Introduction

Currently, patients in the United Kingdom (UK) with suspected colorectal cancer are referred via the 2-Week Wait (2WW) Pathway based upon National Institute for Health and Care Excellence (NICE) criteria [1]. In England, 373,204 patients were referred by the 2WW pathway for suspected lower gastrointestinal (GI) cancer [2] with a cancer diagnosis being confirmed in approximately 3% [3, 4]. Overall, 54% of colorectal cancer diagnoses result from the 2WW referral pathway, 20% present as emergency admissions and ~ 10% through the UK National Bowel Cancer Screening Programme (BCSP), the remainder via other routes [5]. In the last 10 years, the numbers of referrals have increased by 45%, impacting the delivery of the “Gold-standard” diagnostic test (colonoscopy), with 747 per 100,000 population colonoscopy procedures completed in 2017–18 [6,7,8]. Performance of a successful colonoscopy is reliant on the ability to undergo oral bowel preparation and achieve a “clean bowel”, which is impacted by both patient frailty and co-morbidity as well as technical ability to assess the mucosa of the entire colon and rectum. Recent work assessed the value of adding quantitative faecal immunochemical test (qFiT) to the established pathway [9] as a triage tool to select patients for urgent investigation [10]. The continued impact of the coronavirus disease (COVID-19) pandemic has added additional pressures on service delivery and lengthened patient waits, leading to the search for new solutions for improved diagnostic tests. These include the “Colon Capsule” and detection of volatile organic compounds in urine, which are both undergoing clinical trials [11] as well as studies assessing the detection of circulating cell free deoxyribonucleic acid (cfDNA) in the blood and initiatives to expand research in this area have been launched [12, 13].
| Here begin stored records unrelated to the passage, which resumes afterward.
//! Group repository (groups and memberships).

use std::collections::HashMap;
use std::sync::Arc;

use super::{GroupedCount, counts_by_key};
use crate::entities::{
    Group, GroupMembership, group,
    group_membership::{self, MembershipStatus},
};
use crate::map_insert_err;
use sea_orm::{
    ActiveModelTrait, ColumnTrait, DatabaseConnection, EntityTrait, PaginatorTrait, QueryFilter,
    QueryOrder, QuerySelect,
};
use universe_common::{AppError, AppResult};

/// Group repository for database operations.
#[derive(Clone)]
pub struct GroupRepository {
    db: Arc<DatabaseConnection>,
}

impl GroupRepository {
    /// Create a new group repository.
    #[must_use]
    pub const fn new(db: Arc<DatabaseConnection>) -> Self {
        Self { db }
    }

    /// Find a group by ID.
    pub async fn find_by_id(&self, id: &str) -> AppResult<Option<group::Model>> {
        Group::find_by_id(id)
            .one(self.db.as_ref())
            .await
            .map_err(|e| AppError::Database(e.to_string()))
    }

    /// Find a group by ID, returning an error if not found.
    pub async fn get_by_id(&self, id: &str) -> AppResult<group::Model> {
        self.find_by_id(id)
            .await?
            .ok_or_else(|| AppError::NotFound(format!("Group {id}")))
    }

    /// Find groups by IDs, newest first.
    pub async fn find_by_ids(&self, ids: &[String]) -> AppResult<Vec<group::Model>> {
        if ids.is_empty() {
            return Ok(vec![]);
        }

        Group::find()
            .filter(group::Column::Id.is_in(ids.to_vec()))
            .order_by_desc(group::Column::CreatedAt)
            .all(self.db.as_ref())
            .await
            .map_err(|e| AppError::Database(e.to_string()))
    }

    /// Public groups, newest first.
    pub async fn find_public(&self, limit: u64) -> AppResult<Vec<group::Model>> {
        Group::find()
            .filter(group::Column::Privacy.eq(group::GroupPrivacy::Public))
            .order_by_desc(group::Column::CreatedAt)
            .limit(limit)
            .all(self.db.as_ref())
            .await
            .map_err(|e| AppError::Database(e.to_string()))
    }

    /// Create a group.
    pub async fn create(&self, model: group::ActiveModel) -> AppResult<group::Model> {
        model
            .insert(self.db.as_ref())
            .await
            .map_err(|e| AppError::Database(e.to_string()))
    }

    /// Update a group.
    pub async fn update(&self, model: group::ActiveModel) -> AppResult<group::Model> {
        model
            .update(self.db.as_ref())
            .await
            .map_err(|e| AppError::Database(e.to_string()))
    }

    /// Delete a group with its memberships and posts.
    pub async fn delete(&self, id: &str) -> AppResult<()> {
        Group::delete_by_id(id)
            .exec(self.db.as_ref())
            .await
            .map_err(|e| AppError::Database(e.to_string()))?;
        Ok(())
    }

    /// Find a user's membership in a group, in any status.
    pub async fn find_membership(
        &self,
        group_id: &str,
        user_id: &str,
    ) -> AppResult<Option<group_membership::Model>> {
        GroupMembership::find()
            .filter(group_membership::Column::GroupId.eq(group_id))
            .filter(group_membership::Column::UserId.eq(user_id))
            .one(self.db.as_ref())
            .await
            .map_err(|e| AppError::Database(e.to_string()))
    }

    /// Insert a membership. Returns `Conflict` when one already exists.
    pub async fn create_membership(
        &self,
        model: group_membership::ActiveModel,
    ) -> AppResult<group_membership::Model> {
        model
            .insert(self.db.as_ref())
            .await
            .map_err(|e| map_insert_err(e, "membership"))
    }

    /// Update a membership.
    pub async fn update_membership(
        &self,
        model: group_membership::ActiveModel,
    ) -> AppResult<group_membership::Model> {
        model
            .update(self.db.as_ref())
            .await
            .map_err(|e| AppError::Database(e.to_string()))
    }

    /// Delete a membership by pair.
    pub async fn delete_membership(&self, group_id: &str, user_id: &str) -> AppResult<bool> {
        let result = GroupMembership::delete_many()
            .filter(group_membership::Column::GroupId.eq(group_id))
            .filter(group_membership::Column::UserId.eq(user_id))
            .exec(self.db.as_ref())
            .await
            .map_err(|e| AppError::Database(e.to_string()))?;
        Ok(result.rows_affected > 0)
    }

    /// Memberships of a group in the given status, oldest first.
    pub async fn find_memberships(
        &self,
        group_id: &str,
        status: MembershipStatus,
    ) -> AppResult<Vec<group_membership::Model>> {
        GroupMembership::find()
            .filter(group_membership::Column::GroupId.eq(group_id))
            .filter(group_membership::Column::Status.eq(status))
            .order_by_asc(group_membership::Column::JoinedAt)
            .all(self.db.as_ref())
            .await
            .map_err(|e| AppError::Database(e.to_string()))
    }

    /// IDs of groups where the user is an approved member.
    pub async fn approved_group_ids(&self, user_id: &str) -> AppResult<Vec<String>> {
        GroupMembership::find()
            .select_only()
            .column(group_membership::Column::GroupId)
            .filter(group_membership::Column::UserId.eq(user_id))
            .filter(group_membership::Column::Status.eq(MembershipStatus::Approved))
            .into_tuple::<String>()
            .all(self.db.as_ref())
            .await
            .map_err(|e| AppError::Database(e.to_string()))
    }

    /// Count approved members of a group.
    pub async fn count_members(&self, group_id: &str) -> AppResult<u64> {
        GroupMembership::find()
            .filter(group_membership::Column::GroupId.eq(group_id))
            .filter(group_membership::Column::Status.eq(MembershipStatus::Approved))
            .count(self.db.as_ref())
            .await
            .map_err(|e| AppError::Database(e.to_string()))
    }

    /// Approved member counts keyed by group ID.
    pub async fn count_members_by_groups(
        &self,
        group_ids: &[String],
    ) -> AppResult<HashMap<String, i64>> {
        if group_ids.is_empty() {
            return Ok(HashMap::new());
        }

        let rows = GroupMembership::find()
            .select_only()
            .column_as(group_membership::Column::GroupId, "key")
            .column_as(group_membership::Column::Id.count(), "count")
            .filter(group_membership::Column::GroupId.is_in(group_ids.to_vec()))
            .filter(group_membership::Column::Status.eq(MembershipStatus::Approved))
            .group_by(group_membership::Column::GroupId)
            .into_model::<GroupedCount>()
            .all(self.db.as_ref())
            .await
            .map_err(|e| AppError::Database(e.to_string()))?;

        Ok(counts_by_key(rows))
    }
}
//! Application configuration.

use serde::Deserialize;
use std::path::Path;

/// Application configuration.
#[derive(Debug, Clone, Deserialize)]
pub struct Config {
    /// Server configuration.
    pub server: ServerConfig,
    /// Database configuration.
    pub database: DatabaseConfig,
    /// AI helper configuration.
    #[serde(default)]
    pub ai: AiConfig,
}

/// Server configuration.
#[derive(Debug, Clone, Deserialize)]
pub struct ServerConfig {
    /// Host to bind to.
    #[serde(default = "default_host")]
    pub host: String,
    /// Port to bind to.
    #[serde(default = "default_port")]
    pub port: u16,
    /// Public URL of this instance.
    pub url: String,
    /// Per-request timeout in seconds.
    #[serde(default = "default_request_timeout")]
    pub request_timeout_secs: u64,
}

/// Database connection configuration.
#[derive(Debug, Clone, Deserialize)]
pub struct DatabaseConfig {
    /// `PostgreSQL` connection URL.
    pub url: String,
    /// Maximum number of connections in the pool.
    #[serde(default = "default_max_connections")]
    pub max_connections: u32,
    /// Minimum number of connections in the pool.
    #[serde(default = "default_min_connections")]
    pub min_connections: u32,
}

/// Which backend serves the AI helpers.
#[derive(Debug, Clone, Copy, PartialEq, Eq, Default, Deserialize)]
#[serde(rename_all = "snake_case")]
pub enum AiProviderKind {
    /// In-process heuristics, no network.
    #[default]
    Local,
    /// Remote model-serving endpoint.
    Http,
}

/// AI helper configuration.
#[derive(Debug, Clone, Deserialize)]
pub struct AiConfig {
    /// Whether the AI endpoints are served at all.
    #[serde(default = "default_true")]
    pub enabled: bool,
    /// Backend selection.
    #[serde(default)]
    pub provider: AiProviderKind,
    /// Base URL of the model server (http provider only).
    #[serde(default)]
    pub endpoint: Option<String>,
    /// Bearer token for the model server.
    #[serde(default)]
    pub api_key: Option<String>,
    /// Timeout for a single inference call.
    #[serde(default = "default_ai_timeout")]
    pub timeout_secs: u64,
    /// How long translations stay cached. Zero disables the cache.
    #[serde(default = "default_ai_cache_ttl")]
    pub cache_ttl_seconds: u64,
}

impl Default for AiConfig {
    fn default() -> Self {
        Self {
            enabled: true,
            provider: AiProviderKind::Local,
            endpoint: None,
            api_key: None,
            timeout_secs: default_ai_timeout(),
            cache_ttl_seconds: default_ai_cache_ttl(),
        }
    }
}

fn default_host() -> String {
    "0.0.0.0".to_string()
}

const fn default_port() -> u16 {
    8000
}

const fn default_request_timeout() -> u64 {
    30
}

const fn default_max_connections() -> u32 {
    20
}

const fn default_min_connections() -> u32 {
    2
}

const fn default_true() -> bool {
    true
}

const fn default_ai_timeout() -> u64 {
    15
}

const fn default_ai_cache_ttl() -> u64 {
    3600
}

impl Config {
    /// Load configuration from files and environment variables.
    ///
    /// Configuration is loaded in the following order:
    /// 1. `.env` (if present, into the process environment)
    /// 2. `config/default.toml`
    /// 3. `config/{environment}.toml` (based on `UNIVERSE_ENV`)
    /// 4. Environment variables with `UNIVERSE__` prefix
    pub fn load() -> Result<Self, config::ConfigError> {
        dotenvy::dotenv().ok();
        let env = std::env::var("UNIVERSE_ENV").unwrap_or_else(|_| "development".to_string());

        let config = config::Config::builder()
            .add_source(config::File::with_name("config/default").required(false))
            .add_source(config::File::with_name(&format!("config/{env}")).required(false))
            .add_source(
                config::Environment::with_prefix("UNIVERSE")
                    .separator("__")
                    .try_parsing(true),
            )
            .build()?;

        config.try_deserialize()
    }

    /// Load configuration from a specific file.
    pub fn from_file<P: AsRef<Path>>(path: P) -> Result<Self, config::ConfigError> {
        let config = config::Config::builder()
            .add_source(config::File::from(path.as_ref()))
            .add_source(
                config::Environment::with_prefix("UNIVERSE")
                    .separator("__")
                    .try_parsing(true),
            )
            .build()?;

        config.try_deserialize()
    }
}
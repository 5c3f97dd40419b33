//! Video endpoints.

use axum::{
    Json, Router,
    extract::{Path, Query, State},
    http::StatusCode,
    routing::{get, post},
};
use serde::Deserialize;
use universe_common::AppResult;
use universe_core::{
    EditVideoInput, LikeToggle, UploadVideoInput, VideoCard, VideoCommentInput, VideoCommentView,
    VideoDetail, VideoFeed,
};
use universe_db::entities::video::{self, VideoCategory};

use crate::{
    extractors::AuthUser,
    middleware::AppState,
    response::{ApiResponse, Created, no_content},
};

#[derive(Debug, Deserialize)]
pub struct SearchQuery {
    #[serde(default)]
    pub q: String,
}

async fn feed(State(state): State<AppState>) -> AppResult<ApiResponse<VideoFeed>> {
    let feed = state.video_service.feed().await?;
    Ok(ApiResponse::ok(feed))
}

async fn upload(
    AuthUser(user): AuthUser,
    State(state): State<AppState>,
    Json(input): Json<UploadVideoInput>,
) -> AppResult<Created<video::Model>> {
    let video = state.video_service.upload(&user.id, input).await?;
    Ok(Created(video))
}

async fn search(
    State(state): State<AppState>,
    Query(query): Query<SearchQuery>,
) -> AppResult<ApiResponse<Vec<VideoCard>>> {
    let videos = state.video_service.search(&query.q).await?;
    Ok(ApiResponse::ok(videos))
}

async fn by_category(
    State(state): State<AppState>,
    Path(category): Path<VideoCategory>,
) -> AppResult<ApiResponse<Vec<VideoCard>>> {
    let videos = state.video_service.by_category(category).await?;
    Ok(ApiResponse::ok(videos))
}

/// A creator's channel.
async fn by_user(
    State(state): State<AppState>,
    Path(username): Path<String>,
) -> AppResult<ApiResponse<Vec<video::Model>>> {
    let author = state.directory.resolve(&username).await?;
    let videos = state.video_service.by_author(&author.id).await?;
    Ok(ApiResponse::ok(videos))
}

/// Watch page. Counts a view unless the viewer is the author.
async fn show(
    AuthUser(user): AuthUser,
    State(state): State<AppState>,
    Path(id): Path<String>,
) -> AppResult<ApiResponse<VideoDetail>> {
    let detail = state.video_service.detail(&user.id, &id).await?;
    Ok(ApiResponse::ok(detail))
}

async fn edit(
    AuthUser(user): AuthUser,
    State(state): State<AppState>,
    Path(id): Path<String>,
    Json(input): Json<EditVideoInput>,
) -> AppResult<ApiResponse<video::Model>> {
    let video = state.video_service.edit(&user.id, &id, input).await?;
    Ok(ApiResponse::ok(video))
}

async fn delete(
    AuthUser(user): AuthUser,
    State(state): State<AppState>,
    Path(id): Path<String>,
) -> AppResult<StatusCode> {
    state.video_service.delete(&user.id, &id).await?;
    Ok(no_content())
}

async fn like(
    AuthUser(user): AuthUser,
    State(state): State<AppState>,
    Path(id): Path<String>,
) -> AppResult<Json<LikeToggle>> {
    let toggled = state.video_service.toggle_like(&user.id, &id).await?;
    Ok(Json(toggled))
}

async fn comment(
    AuthUser(user): AuthUser,
    State(state): State<AppState>,
    Path(id): Path<String>,
    Json(input): Json<VideoCommentInput>,
) -> AppResult<Created<VideoCommentView>> {
    let comment = state.video_service.add_comment(&user.id, &id, input).await?;
    Ok(Created(comment))
}

pub fn router() -> Router<AppState> {
    Router::new()
        .route("/", get(feed).post(upload))
        .route("/search", get(search))
        .route("/category/{category}", get(by_category))
        .route("/user/{username}", get(by_user))
        .route("/{id}", get(show).patch(edit).delete(delete))
        .route("/{id}/like", post(like))
        .route("/{id}/comments", post(comment))
}
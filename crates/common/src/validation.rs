//! Field rules shared by input structs.
//!
//! Functions here plug into `#[validate(custom(function = ...))]`.

use once_cell::sync::Lazy;
use regex::Regex;
use validator::ValidationError;

static USERNAME_RE: Lazy<Regex> = Lazy::new(|| {
    #[allow(clippy::expect_used)]
    Regex::new(r"^[A-Za-z0-9_-]{3,150}$").expect("valid username regex")
});

static COLOR_RE: Lazy<Regex> = Lazy::new(|| {
    #[allow(clippy::expect_used)]
    Regex::new(r"^(#[0-9A-Fa-f]{3}|#[0-9A-Fa-f]{6}|linear-gradient\([^;{}]*\))$")
        .expect("valid color regex")
});

fn error(code: &'static str, message: &'static str) -> ValidationError {
    let mut err = ValidationError::new(code);
    err.message = Some(message.into());
    err
}

/// 3 to 150 characters of letters, digits, underscores and hyphens.
pub fn validate_username(username: &str) -> Result<(), ValidationError> {
    if USERNAME_RE.is_match(username) {
        Ok(())
    } else {
        Err(error(
            "username",
            "Username can only contain letters, numbers, underscores, and hyphens (3-150 characters)",
        ))
    }
}

/// At least 8 characters and not entirely numeric.
pub fn validate_password(password: &str) -> Result<(), ValidationError> {
    if password.chars().count() < 8 {
        return Err(error(
            "password_length",
            "Password must be at least 8 characters long",
        ));
    }
    if password.chars().all(|c| c.is_ascii_digit()) {
        return Err(error(
            "password_numeric",
            "Password cannot be entirely numeric",
        ));
    }
    Ok(())
}

/// Hex color or CSS linear gradient.
pub fn validate_background(value: &str) -> Result<(), ValidationError> {
    if value.is_empty() || COLOR_RE.is_match(value) {
        Ok(())
    } else {
        Err(error("background", "Unsupported background value"))
    }
}

/// Rejects strings that are empty after trimming.
pub fn validate_not_blank(value: &str) -> Result<(), ValidationError> {
    if value.trim().is_empty() {
        Err(error("blank", "Content cannot be empty"))
    } else {
        Ok(())
    }
}

#[cfg(test)]
mod tests {
    use super::*;

    #[test]
    fn test_username_rules() {
        assert!(validate_username("alice").is_ok());
        assert!(validate_username("bob_the-builder2").is_ok());
        assert!(validate_username("ab").is_err());
        assert!(validate_username("has space").is_err());
        assert!(validate_username("émile").is_err());
        assert!(validate_username(&"a".repeat(151)).is_err());
    }

    #[test]
    fn test_password_rules() {
        assert!(validate_password("correct horse").is_ok());
        assert!(validate_password("short").is_err());
        assert!(validate_password("12345678901").is_err());
    }

    #[test]
    fn test_background_rules() {
        assert!(validate_background("").is_ok());
        assert!(validate_background("#fff").is_ok());
        assert!(validate_background("#1a2B3c").is_ok());
        assert!(validate_background("linear-gradient(135deg, #667eea 0%, #764ba2 100%)").is_ok());
        assert!(validate_background("red; background: url(x)").is_err());
    }

    #[test]
    fn test_not_blank() {
        assert!(validate_not_blank("hi").is_ok());
        assert!(validate_not_blank("   \n").is_err());
    }
}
However, currently, the only stool-based alternative to a qFiT is the Cologuard® test (Exact Sciences Corporation, Madison, WI, USA) assessing multi-target stool DNA detection in combination with qFiT [14]. With several studies demonstrating that significant numbers of exfoliated cells and their products are retained in the mucus layer overlying the rectal mucosa, we hypothesized that analysis of rectal mucus could be used to detect significant colorectal disease [15,16,17]. Having developed a novel sampling device (OriCol) to collect rectal mucus from the distal rectum, without the need for prior bowel preparation, we have performed an internal pilot study using the first 300 of the 800 participants recruited to the Ori-EGI-02 Study. Using National Institute for Health and Care Research NIHR pilot study methodology [18], we aimed to assess patient recruitment, consent, specimen acquisition and viability of specimens for Next Generation Sequencing (NGS) from human DNA (huDNA) retrieved from the mucus.

Materials and methods

The study was conducted in January 2020—May 2021 at four sites in the UK: The Shrewsbury & Telford NHS Trust, The Royal Devon & Exeter NHS Foundation Trust, The Royal Cornwall NHS Foundation Trust, and Oxford Hospitals NHS Foundation Trust. The study is registered at clinicaltrials.gov (NCT04659590) as ORI-EGI-02.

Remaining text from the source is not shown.